Prototyping a Texas Instruments BQ25504
The TIBQ25504 is a high efficiency battery management system that requires a certain amount of configuration to achieve desired values at the VBAT and VSTOR pins. In addition, the boost converter has a built in status signal that can be connected to a micro-controller and utilized as desired.
Configuring the over-voltage and under-voltage thresholds for the attached battery simply reduces or expands the range of voltages that the device can produce under varying degrees of load and levels of battery charge. The device also allows the programmer to set a MPP to maximize the power produced by the connected sustainable source.
Due to limitations of the Evaluation Module for the battery management device, a slightly more complicated procedure was used to test the hardware. This process is outlined as follows:
- Download TI's spreadsheet tool and enter the desired parameters depending on the battery being used. A good MPPT configuration to start off with is 80% of maximum voltage. This can be tweaked later on in the prototyping process.
- Download the SPICE model for the device and run a transient analysis after replacing the included resistors with the values calculated in the spreadsheet tool. This can be done using OrCad Cadence or other SPICE software.
- Verify that VBAT and VSTOR values are as expected, and make any necessary modifications, adjusting the spreadsheet and simulating with the new values.
- Obtain a QFN to DIP converter from a reliable source. The example pictured was purchased from dEcolectrix, a company in Edderitz, Germany that specializes in custom PCB design. Ensure that the model chosen has a 3x3mm body and 0.5mm pitch between pins. Purchase 16x breakaway headers, the bq25504 and the required resistors, capacitors, and inductors as specified in the device manual and the spreadsheet.

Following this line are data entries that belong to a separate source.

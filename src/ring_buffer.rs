//! Shared-memory MPSC ring buffer: the writer-side discipline the tracker
//! uses, a reader for in-process consumers and tests, and a memfd-backed
//! constructor.
//!
//! The ring is one metadata page (`perf_event_mmap_page` layout) followed by
//! a power-of-two byte arena. Producers race the shared reservation cursor
//! forward with CAS, fill their slot, then publish by advancing the shared
//! `data_head` watermark in reservation order. The consumer walks
//! `[data_tail, data_head)` record by record, each self-sized through its
//! perf header.
//!
//! The arena is mapped twice, back to back, so a record never wraps: byte
//! `i` past the end of the first view is byte `i` of the second. Both the
//! producer fill and the consumer walk get contiguous slices for any record
//! up to the arena size.

use std::io;
use std::os::fd::{AsRawFd, FromRawFd, OwnedFd, RawFd};
use std::ptr;
use std::sync::atomic::{AtomicU64, Ordering};

use crate::clock::TscCalibration;
use crate::error::TrackerError;
use crate::sys::{PAGE_SIZE, RecordHeader, RingMetadataPage};

/// How the memory behind a `RingBufferInfo` is produced.
#[derive(Debug, Clone, Copy, PartialEq, Eq)]
pub enum RingBufferKind {
    /// Custom memfd ring written by in-process producers. The only kind the
    /// allocation tracker accepts.
    Mpsc,
    /// Kernel-written perf ring; consumers share the parsing path but the
    /// tracker cannot produce into it.
    Perf,
}

/// Handle triple describing a ring to attach to, as passed across the IPC
/// boundary from the profiler process.
#[derive(Debug, Clone, Copy)]
pub struct RingBufferInfo {
    pub kind: RingBufferKind,
    /// Metadata page plus arena, in bytes (the memfd's length).
    pub mapping_size: usize,
    pub map_fd: RawFd,
    pub event_fd: RawFd,
}

/// A live double mapping of a ring's backing file.
pub(crate) struct RingBufferMapping {
    base: *mut u8,
    data_size: usize,
    /// Reserved VA span: metadata page + two arena views.
    span: usize,
}

// The mapping is raw shared memory; all cross-thread access goes through
// the atomic cursors.
unsafe impl Send for RingBufferMapping {}
unsafe impl Sync for RingBufferMapping {}

impl RingBufferMapping {
    pub(crate) fn attach(info: &RingBufferInfo) -> Result<RingBufferMapping, TrackerError> {
        let Some(data_size) = info.mapping_size.checked_sub(PAGE_SIZE) else {
            return Err(TrackerError::InvalidRingSize(info.mapping_size));
        };
        if data_size == 0 || !data_size.is_power_of_two() {
            return Err(TrackerError::InvalidRingSize(info.mapping_size));
        }

        let span = PAGE_SIZE + 2 * data_size;
        unsafe {
            // Reserve the span, then pin the file views into it: the page and
            // first arena view, then the arena again right behind itself.
            let base = libc::mmap(
                ptr::null_mut(),
                span,
                libc::PROT_NONE,
                libc::MAP_PRIVATE | libc::MAP_ANONYMOUS,
                -1,
                0,
            );
            if base == libc::MAP_FAILED {
                return Err(io::Error::last_os_error().into());
            }
            let first = libc::mmap(
                base,
                PAGE_SIZE + data_size,
                libc::PROT_READ | libc::PROT_WRITE,
                libc::MAP_SHARED | libc::MAP_FIXED,
                info.map_fd,
                0,
            );
            let second = libc::mmap(
                base.add(PAGE_SIZE + data_size),
                data_size,
                libc::PROT_READ | libc::PROT_WRITE,
                libc::MAP_SHARED | libc::MAP_FIXED,
                info.map_fd,
                PAGE_SIZE as libc::off_t,
            );
            if first == libc::MAP_FAILED || second == libc::MAP_FAILED {
                let err = io::Error::last_os_error();
                libc::munmap(base, span);
                return Err(err.into());
            }
            Ok(RingBufferMapping {
                base: base as *mut u8,
                data_size,
                span,
            })
        }
    }

    pub(crate) fn page(&self) -> *mut RingMetadataPage {
        self.base as *mut RingMetadataPage
    }

    pub(crate) fn data_size(&self) -> usize {
        self.data_size
    }

    fn data_ptr(&self) -> *mut u8 {
        unsafe { self.base.add(PAGE_SIZE) }
    }

    fn data_head(&self) -> &AtomicU64 {
        unsafe { RingMetadataPage::data_head_atomic(self.page()) }
    }

    fn data_tail(&self) -> &AtomicU64 {
        unsafe { RingMetadataPage::data_tail_atomic(self.page()) }
    }

    fn reserve_head(&self) -> &AtomicU64 {
        unsafe { RingMetadataPage::reserve_head_atomic(self.page()) }
    }
}

impl Drop for RingBufferMapping {
    fn drop(&mut self) {
        unsafe {
            libc::munmap(self.base as *mut libc::c_void, self.span);
        }
    }
}

/// Why `reserve` handed back nothing.
#[derive(Debug, Clone, Copy, PartialEq, Eq)]
pub enum ReserveError {
    /// Not enough unconsumed space; the caller accounts a lost event.
    Full,
    /// The CAS spin budget ran out under producer contention.
    Timeout,
}

/// A claimed `[start, end)` span of the arena, not yet visible to the
/// consumer. Committing it (and every predecessor) publishes it.
pub struct Reservation<'a> {
    buf: &'a mut [u8],
    start: u64,
    end: u64,
}

impl Reservation<'_> {
    pub fn bytes(&mut self) -> &mut [u8] {
        &mut *self.buf
    }
}

const RESERVE_SPIN_BUDGET: u32 = 256;

/// Multi-producer writer over an attached ring. The reservation cursor
/// lives in the shared metadata page, so writers re-attached to the same
/// ring (including across `fork`) reserve coherently.
pub struct MpscRingBufferWriter {
    mapping: RingBufferMapping,
}

impl MpscRingBufferWriter {
    pub fn attach(info: &RingBufferInfo) -> Result<MpscRingBufferWriter, TrackerError> {
        Ok(MpscRingBufferWriter {
            mapping: RingBufferMapping::attach(info)?,
        })
    }

    pub(crate) fn data_size(&self) -> usize {
        self.mapping.data_size()
    }

    /// Claim `len` contiguous bytes. `len` must be a multiple of 8 so the
    /// perf headers of later records stay aligned.
    pub fn reserve(&self, len: usize) -> Result<Reservation<'_>, ReserveError> {
        debug_assert!(len % 8 == 0);
        let data_size = self.mapping.data_size() as u64;
        if len as u64 > data_size || len == 0 {
            return Err(ReserveError::Full);
        }

        let reserve_head = self.mapping.reserve_head();
        let mut spins = 0u32;
        loop {
            let head = reserve_head.load(Ordering::Acquire);
            let tail = self.mapping.data_tail().load(Ordering::Acquire);
            if head + len as u64 - tail > data_size {
                return Err(ReserveError::Full);
            }
            match reserve_head.compare_exchange_weak(
                head,
                head + len as u64,
                Ordering::AcqRel,
                Ordering::Acquire,
            ) {
                Ok(_) => {
                    let offset = (head % data_size) as usize;
                    let buf = unsafe {
                        std::slice::from_raw_parts_mut(self.mapping.data_ptr().add(offset), len)
                    };
                    return Ok(Reservation {
                        buf,
                        start: head,
                        end: head + len as u64,
                    });
                }
                Err(_) => {
                    spins += 1;
                    if spins > RESERVE_SPIN_BUDGET {
                        return Err(ReserveError::Timeout);
                    }
                    std::hint::spin_loop();
                }
            }
        }
    }

    /// Publish a filled reservation. Publication is in reservation order: a
    /// committer waits for its predecessor's slot to become visible before
    /// advancing the watermark over its own.
    ///
    /// Returns true when the consumer had already drained everything before
    /// this record, i.e. it may be parked and wants an eventfd nudge.
    pub fn commit(&self, reservation: Reservation<'_>) -> bool {
        let head = self.mapping.data_head();
        while head.load(Ordering::Acquire) != reservation.start {
            std::hint::spin_loop();
        }
        head.store(reservation.end, Ordering::Release);
        self.mapping.data_tail().load(Ordering::Acquire) == reservation.start
    }
}

/// Single-consumer reader over an attached ring. Production deployments run
/// this in the profiler process; tests and embedded consumers run it in
/// process.
pub struct RingBufferReader {
    mapping: RingBufferMapping,
}

impl RingBufferReader {
    pub fn attach(info: &RingBufferInfo) -> Result<RingBufferReader, TrackerError> {
        Ok(RingBufferReader {
            mapping: RingBufferMapping::attach(info)?,
        })
    }

    /// Unconsumed bytes currently published.
    pub fn available(&self) -> usize {
        let head = self.mapping.data_head().load(Ordering::Acquire);
        let tail = self.mapping.data_tail().load(Ordering::Acquire);
        (head - tail) as usize
    }

    pub fn calibration(&self) -> TscCalibration {
        TscCalibration::from_page(unsafe { &*self.mapping.page() })
    }

    /// Walk every published record, handing each one's full bytes (header
    /// included) to `f`, releasing its space to producers afterwards.
    pub fn for_each_record<F>(&mut self, mut f: F)
    where
        F: FnMut(&[u8]),
    {
        let data_size = self.mapping.data_size() as u64;
        loop {
            let head = self.mapping.data_head().load(Ordering::Acquire);
            let tail = self.mapping.data_tail().load(Ordering::Acquire);
            if head == tail {
                return;
            }

            let offset = (tail % data_size) as usize;
            let header: RecordHeader = unsafe {
                ptr::read_unaligned(self.mapping.data_ptr().add(offset) as *const RecordHeader)
            };
            if header.size == 0 {
                // A zero-size header means a corrupt ring; stop rather than
                // spin on the same offset forever.
                return;
            }
            let record = unsafe {
                std::slice::from_raw_parts(
                    self.mapping.data_ptr().add(offset),
                    header.size as usize,
                )
            };
            f(record);
            self.mapping
                .data_tail()
                .store(tail + header.size as u64, Ordering::Release);
        }
    }
}

/// A custom MPSC ring created in this process: memfd arena plus notification
/// eventfd. The creator keeps the fds; `info()` is what crosses to the
/// tracker (or another process).
pub struct OwnedRingBuffer {
    map_fd: OwnedFd,
    event_fd: OwnedFd,
    mapping_size: usize,
}

impl OwnedRingBuffer {
    /// Create a ring whose arena is `2^order` pages.
    pub fn create(order: u8) -> io::Result<OwnedRingBuffer> {
        let data_size = PAGE_SIZE << order;
        let mapping_size = PAGE_SIZE + data_size;

        let map_fd = unsafe {
            let fd = libc::memfd_create(c"alloc-ring".as_ptr(), libc::MFD_CLOEXEC);
            if fd < 0 {
                return Err(io::Error::last_os_error());
            }
            let fd = OwnedFd::from_raw_fd(fd);
            if libc::ftruncate(fd.as_raw_fd(), mapping_size as libc::off_t) != 0 {
                return Err(io::Error::last_os_error());
            }
            fd
        };

        let event_fd = unsafe {
            let fd = libc::eventfd(0, libc::EFD_CLOEXEC | libc::EFD_NONBLOCK);
            if fd < 0 {
                return Err(io::Error::last_os_error());
            }
            OwnedFd::from_raw_fd(fd)
        };

        let ring = OwnedRingBuffer {
            map_fd,
            event_fd,
            mapping_size,
        };

        // Initialize the metadata page: cursor fields start zeroed by
        // ftruncate; fill in the geometry and synthesized calibration.
        let mapping = RingBufferMapping::attach(&ring.info())
            .map_err(|e| io::Error::other(e.to_string()))?;
        unsafe {
            let page = &mut *mapping.page();
            page.data_offset = PAGE_SIZE as u64;
            page.data_size = data_size as u64;
            TscCalibration::IDENTITY.write_to_page(page);
        }

        Ok(ring)
    }

    pub fn info(&self) -> RingBufferInfo {
        RingBufferInfo {
            kind: RingBufferKind::Mpsc,
            mapping_size: self.mapping_size,
            map_fd: self.map_fd.as_raw_fd(),
            event_fd: self.event_fd.as_raw_fd(),
        }
    }

    pub fn reader(&self) -> Result<RingBufferReader, TrackerError> {
        RingBufferReader::attach(&self.info())
    }

    /// Drain the notification eventfd, returning the accumulated count.
    /// Zero means no notification since the last drain.
    pub fn take_notifications(&self) -> u64 {
        let mut count = 0u64;
        let n = unsafe {
            libc::read(
                self.event_fd.as_raw_fd(),
                &mut count as *mut u64 as *mut libc::c_void,
                8,
            )
        };
        if n == 8 { count } else { 0 }
    }
}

- Use any re-flow soldering technique necessary to adhere the QFN chip to the PCB. Since the leads are on the bottom of the chip, traditional means of soldering are not an option. This can be done through use of professional facilities, or by creating a customized soldering oven. Be sure to align pin one with the correct pin on the board for proper pin numbering.
- Build the circuit on a breadboard and check voltage characteristics at the VBAT and VSTOR outputs without load or battery. Make any necessary adjustments to obtain values similar to those obtained in OrCad. Keep in mind that the breadboard will never perform as well as a custom PCB. Also, the over-voltage threshold will dictate the highest voltage produced by the boost converter, and this value should not exceed the maximum voltage allowed by the storage element. For example, a Li-Ion battery should not be charged at higher than 4.2V to prevent electroplating.
- Connect the battery (to the VBAT pin) before and after cold-start to verify cold-start functionality.
- Perform cold-start with the battery connected, and connect the desired load to the VSTOR pin. The voltage should drop at both pins slightly as voltage is exchanged for current. Note that if the voltage drops below the under-voltage threshold, the boost converter will cut power to the load, and voltage will drop on the VSTOR pin. If this occurs, the under-voltage threshold should be reconsidered to allow for the voltage drop.
- The VBAT OK signal should be configured to hold high for the interval from VSTOR high when load is connected to VSTOR low when load is connected, and the under-voltage threshold is almost reached. Keep the battery chemistry in mind when choosing this low threshold as well. For instance Li-Ion batteries should not be discharged below a certain voltage (3.0V - 3.2V) with load attached.
- Run the prototype for extended periods. If possible, run until over-voltage and under-voltage thresholds are reached. Check battery voltage when fully depleted and fully charged to characterize the battery for MPPT. Use formulas in the data sheet to figure out the maximum power point, and enter this into the spreadsheet to tweak its corresponding resistor net.